Ano 6*** WWW.PROFESSORCHASSOT.PRO.BR ***Edição 2175
Publiquei há um mês (15JUN2012) uma blogada que tinha como manchete 15.- ATIREI A PRIMEIRA PEDRA, onde dava partida a uma campanha contra as intervenções draconianas dos Comitês de Ética na Pesquisa (CEPs), traduzidas especialmente naquilo que chamei de um chicote que se faz metáfora de um novo algoz no fazer pesquisa: o TERMO DE CONSENTIMENTO LIVRE E ESCLARECIDO ou TCLE.
A blogada, mesmo com onze muito preciosos comentários, todos concordando com o exposto e manifestando adesão, não teve a repercussão pretensiosamente esperada: uma adesão massiva a proposta.

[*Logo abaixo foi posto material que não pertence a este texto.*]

//! TOML configuration.
//!
//! Every section and field is optional; an absent config file means the
//! built-in defaults. A minimal file looks like:
//!
//! ```toml
//! [source]
//! include_globs = ["**/*.md"]
//! exclude_globs = ["drafts/**"]
//!
//! [ranking]
//! heading_boost = 2.0
//!
//! [retrieval]
//! default_budget = 2000
//!
//! [server]
//! bind = "127.0.0.1:7340"
//! ```

use anyhow::{Context, Result};
use refdex_core::RankParams;
use serde::Deserialize;
use std::path::Path;

#[derive(Debug, Deserialize, Clone, Default)]
pub struct Config {
    #[serde(default)]
    pub source: SourceConfig,
    #[serde(default)]
    pub ranking: RankingConfig,
    #[serde(default)]
    pub retrieval: RetrievalConfig,
    #[serde(default)]
    pub server: ServerConfig,
}

#[derive(Debug, Deserialize, Clone)]
pub struct SourceConfig {
    #[serde(default = "default_include_globs")]
    pub include_globs: Vec<String>,
    #[serde(default)]
    pub exclude_globs: Vec<String>,
    #[serde(default)]
    pub follow_symlinks: bool,
    /// Documents segmented in parallel during a build.
    #[serde(default = "default_max_concurrency")]
    pub max_concurrency: usize,
}

impl Default for SourceConfig {
    fn default() -> Self {
        Self {
            include_globs: default_include_globs(),
            exclude_globs: Vec::new(),
            follow_symlinks: false,
            max_concurrency: default_max_concurrency(),
        }
    }
}

fn default_include_globs() -> Vec<String> {
    vec!["**/*.md".to_string(), "**/*.markdown".to_string()]
}
fn default_max_concurrency() -> usize {
    8
}

#[derive(Debug, Deserialize, Clone)]
pub struct RankingConfig {
    #[serde(default = "default_heading_boost")]
    pub heading_boost: f64,
    #[serde(default = "default_limit")]
    pub default_limit: usize,
}

impl Default for RankingConfig {
    fn default() -> Self {
        Self {
            heading_boost: default_heading_boost(),
            default_limit: default_limit(),
        }
    }
}

impl RankingConfig {
    pub fn params(&self) -> RankParams {
        RankParams {
            heading_boost: self.heading_boost,
        }
    }
}

fn default_heading_boost() -> f64 {
    refdex_core::rank::DEFAULT_HEADING_BOOST
}
fn default_limit() -> usize {
    10
}

#[derive(Debug, Deserialize, Clone)]
pub struct RetrievalConfig {
    #[serde(default = "default_budget")]
    pub default_budget: usize,
}

impl Default for RetrievalConfig {
    fn default() -> Self {
        Self {
            default_budget: default_budget(),
        }
    }
}

fn default_budget() -> usize {
    2000
}

#[derive(Debug, Deserialize, Clone)]
pub struct ServerConfig {
    #[serde(default = "default_bind")]
    pub bind: String,
    /// How long a query waits for the first build before giving up.
    #[serde(default = "default_ready_timeout_secs")]
    pub ready_timeout_secs: u64,
}

impl Default for ServerConfig {
    fn default() -> Self {
        Self {
            bind: default_bind(),
            ready_timeout_secs: default_ready_timeout_secs(),
        }
    }
}

fn default_bind() -> String {
    "127.0.0.1:7340".to_string()
}
fn default_ready_timeout_secs() -> u64 {
    30
}

/// Load and validate a config file.
pub fn load_config(path: &Path) -> Result<Config> {
    let content = std::fs::read_to_string(path)
        .with_context(|| format!("Failed to read config file: {}", path.display()))?;
    parse_config(&content)
}

/// Load the given config file, or fall back to the defaults when none is given.
pub fn load_config_or_default(path: Option<&Path>) -> Result<Config> {
    match path {
        Some(path) => load_config(path),
        None => Ok(Config::default()),
    }
}

/// Parse and validate config text.
pub fn parse_config(content: &str) -> Result<Config> {
    let config: Config = toml::from_str(content).with_context(|| "Failed to parse config file")?;

    if config.source.max_concurrency == 0 {
        anyhow::bail!("source.max_concurrency must be >= 1");
    }

    if !config.ranking.heading_boost.is_finite() || config.ranking.heading_boost < 0.0 {
        anyhow::bail!("ranking.heading_boost must be a finite number >= 0.0");
    }

    if config.ranking.default_limit == 0 {
        anyhow::bail!("ranking.default_limit must be >= 1");
    }

    if config.retrieval.default_budget == 0 {
        anyhow::bail!("retrieval.default_budget must be >= 1");
    }

    Ok(config)
}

Teve uma consequência pessoal: a presidência de um CEP, de maneira elegante, retirou um convite a uma palestra que proferiria em evento interinstitucional, porque ‘lemos o seu blogue e nos sentimos atingidos’.
Já falei acerca das intromissões dos CEPs, depois da blogada antes referida, lateralmente em três eventos acadêmicos e ainda nesta semana desejo voltar à carga no Encontro Nacional de ensino de Química em Salvador, BA. Há que denunciar a prepotência.

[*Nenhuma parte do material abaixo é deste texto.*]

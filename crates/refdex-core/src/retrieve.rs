//! Budgeted retrieval: the best sections that fit a token budget.
//!
//! Sections are taken greedily in rank order. A section that would overflow
//! the remaining budget is skipped whole, never truncated, and the walk
//! continues with the next one, so a small lower-ranked section can still
//! make it in after a large one was passed over.

use crate::error::{Error, Result};
use crate::index::Index;
use crate::models::Retrieval;
use crate::rank::{rank_with, RankParams, RankRequest};

/// Bundles all inputs for a single retrieval call.
#[derive(Debug, Clone)]
pub struct RetrievalRequest<'a> {
    pub query: &'a str,
    /// Maximum cumulative token count of the returned sections.
    pub max_tokens: usize,
    pub params: RankParams,
}

impl<'a> RetrievalRequest<'a> {
    pub fn new(query: &'a str, max_tokens: usize) -> Self {
        Self {
            query,
            max_tokens,
            params: RankParams::default(),
        }
    }

    pub fn params(mut self, params: RankParams) -> Self {
        self.params = params;
        self
    }
}

/// Retrieve sections for `query` within `max_tokens`, default parameters.
pub fn retrieve(index: &Index, query: &str, max_tokens: usize) -> Result<Retrieval> {
    retrieve_with(index, &RetrievalRequest::new(query, max_tokens))
}

/// Retrieve sections for a fully specified [`RetrievalRequest`].
///
/// # Errors
///
/// - [`Error::EmptyQuery`] if the query has no searchable terms.
/// - [`Error::BudgetTooSmall`] if even the smallest section in the corpus
///   exceeds the budget. When some section could fit but none of the
///   ranked ones does, the result is simply empty.
pub fn retrieve_with(index: &Index, req: &RetrievalRequest<'_>) -> Result<Retrieval> {
    let ranked = rank_with(index, &RankRequest::new(req.query).params(req.params))?;

    if let Some(minimum) = index.smallest_section_tokens() {
        if minimum > req.max_tokens {
            return Err(Error::BudgetTooSmall {
                budget: req.max_tokens,
                minimum,
            });
        }
    }

    let mut retrieval = Retrieval::empty();
    let mut remaining = req.max_tokens;
    for hit in ranked {
        let Some(excerpt) = index.excerpt(hit.section_id, hit.score) else {
            continue;
        };
        if excerpt.token_count > remaining {
            continue;
        }
        remaining -= excerpt.token_count;
        retrieval.used_tokens += excerpt.token_count;
        retrieval.results.push(excerpt);
    }
    Ok(retrieval)
}

#[cfg(test)]
mod tests {
    use super::*;
    use crate::index::build_index;

    fn long_and_short() -> Index {
        let long_body = vec!["envoy"; 50].join(" ");
        let doc = format!(
            "# Proxies\n\n## Sidecar Internals\n\n{}\n\n## Summary\n\nThe envoy proxy runs right beside each pod.",
            long_body
        );
        build_index([("istio/proxies.md", doc)]).index
    }

    #[test]
    fn test_skips_oversized_top_section() {
        let index = long_and_short();
        assert_eq!(index.section(0).unwrap().token_count, 50);
        assert_eq!(index.section(1).unwrap().token_count, 8);

        let retrieval = retrieve(&index, "envoy", 10).unwrap();
        assert_eq!(retrieval.results.len(), 1);
        let only = &retrieval.results[0];
        assert_eq!(only.heading_path, vec!["Proxies", "Summary"]);
        assert_eq!(only.text, "The envoy proxy runs right beside each pod.");
        assert_eq!(retrieval.used_tokens, 8);
    }

    #[test]
    fn test_takes_everything_that_fits_in_rank_order() {
        let index = long_and_short();
        let retrieval = retrieve(&index, "envoy", 100).unwrap();
        let ids: Vec<usize> = retrieval.results.iter().map(|r| r.section_id).collect();
        assert_eq!(ids, vec![0, 1]);
        assert_eq!(retrieval.used_tokens, 58);
        assert!(retrieval.results[0].score > retrieval.results[1].score);
    }

    #[test]
    fn test_budget_too_small() {
        let index = long_and_short();
        let err = retrieve(&index, "envoy", 7).unwrap_err();
        assert_eq!(
            err,
            Error::BudgetTooSmall {
                budget: 7,
                minimum: 8
            }
        );
        assert_eq!(err.minimum_budget(), Some(8));
    }

    #[test]
    fn test_budget_too_small_ignores_tokenless_documents() {
        let long_body = vec!["envoy"; 50].join(" ");
        let index = build_index([
            ("istio/proxies.md", format!("# Proxies\n\n{}", long_body)),
            ("empty.md", String::new()),
            ("rule.md", "# Sep\n\n---".to_string()),
        ])
        .index;
        assert_eq!(
            retrieve(&index, "envoy", 5),
            Err(Error::BudgetTooSmall {
                budget: 5,
                minimum: 50
            })
        );
    }

    #[test]
    fn test_no_ranked_section_fits_is_empty_not_error() {
        let long_body = vec!["sidecar"; 30].join(" ");
        let doc = format!("# Mesh\n\n## Sidecars\n\n{}\n\n## Glossary\n\nMesh terms.", long_body);
        let index = build_index([("istio/mesh.md", doc)]).index;
        let retrieval = retrieve(&index, "sidecar", 5).unwrap();
        assert!(retrieval.is_empty());
        assert_eq!(retrieval.used_tokens, 0);
    }

    #[test]
    fn test_empty_query_checked_before_budget() {
        let index = long_and_short();
        assert_eq!(retrieve(&index, "  ", 1), Err(Error::EmptyQuery));
    }

    #[test]
    fn test_empty_corpus_returns_empty() {
        let index = Index::default();
        let retrieval = retrieve(&index, "anything", 0).unwrap();
        assert!(retrieval.is_empty());
    }

    #[test]
    fn test_deterministic() {
        let index = long_and_short();
        let first = retrieve(&index, "envoy proxy", 20).unwrap();
        for _ in 0..5 {
            assert_eq!(retrieve(&index, "envoy proxy", 20).unwrap(), first);
        }
    }
}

Estou retornando ao assunto aqui, por algo ocorrido no Rio Grande do Sul que, mesmo estranho à esfera acadêmica, permite ilação com os famigerados TCLEs.
O principal jornal de Porto Alegre acompanhou durante 15 dias a rotina de Lídia Rosa Schons, que atua na Assembleia Legislativa gaúcha. Ela é recepcionista do deputado Paulo Azeredo (PDT) e recebe um salário mensal de mais de 24 mil reais. Na última terça-feira, com chamada de capa, ocupando 50% da mesma e mais duas páginas completas internas, o jornal provou, por exemplo, com fotos de Lídia passeando com cachorro, nas imediações do Parlamento em horário de trabalho, que a funcionária não cumpria às oito horas de expediente.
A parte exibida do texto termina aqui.